(Excerpted records begins)

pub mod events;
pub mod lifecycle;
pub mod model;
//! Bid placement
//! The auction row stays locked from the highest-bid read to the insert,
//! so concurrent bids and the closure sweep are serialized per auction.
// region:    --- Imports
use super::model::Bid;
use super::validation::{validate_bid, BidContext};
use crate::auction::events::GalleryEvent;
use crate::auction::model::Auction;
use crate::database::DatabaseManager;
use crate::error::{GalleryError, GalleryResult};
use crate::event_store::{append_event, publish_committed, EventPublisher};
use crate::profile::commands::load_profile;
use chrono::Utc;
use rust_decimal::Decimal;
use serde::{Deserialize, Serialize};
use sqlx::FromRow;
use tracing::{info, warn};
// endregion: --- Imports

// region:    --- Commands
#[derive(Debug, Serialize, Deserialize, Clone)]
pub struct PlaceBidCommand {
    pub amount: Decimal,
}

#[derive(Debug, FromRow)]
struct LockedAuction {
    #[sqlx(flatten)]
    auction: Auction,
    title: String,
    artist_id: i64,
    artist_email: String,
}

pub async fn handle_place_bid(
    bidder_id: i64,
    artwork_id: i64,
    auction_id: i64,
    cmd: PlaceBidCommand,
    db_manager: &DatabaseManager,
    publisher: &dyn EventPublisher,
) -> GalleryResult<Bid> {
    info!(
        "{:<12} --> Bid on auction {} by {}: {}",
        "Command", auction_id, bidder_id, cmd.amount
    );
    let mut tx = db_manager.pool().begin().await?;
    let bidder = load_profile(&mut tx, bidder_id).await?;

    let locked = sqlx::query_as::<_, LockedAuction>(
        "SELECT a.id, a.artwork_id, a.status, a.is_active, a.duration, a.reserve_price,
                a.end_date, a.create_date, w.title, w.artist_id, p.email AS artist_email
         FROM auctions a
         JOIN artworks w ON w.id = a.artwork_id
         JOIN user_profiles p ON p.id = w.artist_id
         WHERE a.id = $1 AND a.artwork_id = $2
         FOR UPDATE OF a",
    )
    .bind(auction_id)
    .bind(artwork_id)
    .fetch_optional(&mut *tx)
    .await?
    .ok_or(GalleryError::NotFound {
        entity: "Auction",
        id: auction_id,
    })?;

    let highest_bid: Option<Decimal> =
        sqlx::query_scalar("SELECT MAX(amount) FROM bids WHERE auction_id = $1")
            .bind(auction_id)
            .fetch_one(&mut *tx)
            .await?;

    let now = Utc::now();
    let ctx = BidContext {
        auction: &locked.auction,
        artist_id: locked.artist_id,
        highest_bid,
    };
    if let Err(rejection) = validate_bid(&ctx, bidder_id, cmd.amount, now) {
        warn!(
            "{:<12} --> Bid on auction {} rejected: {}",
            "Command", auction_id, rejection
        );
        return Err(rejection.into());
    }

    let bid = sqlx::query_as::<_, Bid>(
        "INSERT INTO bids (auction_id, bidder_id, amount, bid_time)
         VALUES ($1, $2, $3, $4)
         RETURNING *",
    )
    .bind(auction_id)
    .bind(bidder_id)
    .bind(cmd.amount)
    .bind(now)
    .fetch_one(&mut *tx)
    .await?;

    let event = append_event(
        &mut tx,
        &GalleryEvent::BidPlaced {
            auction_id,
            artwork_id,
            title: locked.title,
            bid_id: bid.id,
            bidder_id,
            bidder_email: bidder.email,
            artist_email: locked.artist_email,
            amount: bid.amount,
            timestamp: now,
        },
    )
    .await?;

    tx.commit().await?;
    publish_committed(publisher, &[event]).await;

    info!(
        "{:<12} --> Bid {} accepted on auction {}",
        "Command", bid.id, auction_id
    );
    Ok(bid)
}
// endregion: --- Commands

(Excerpted records ends)

Within the records above, each line containing "DatabaseManager" is to be returned.

use crate::database::DatabaseManager;
    db_manager: &DatabaseManager,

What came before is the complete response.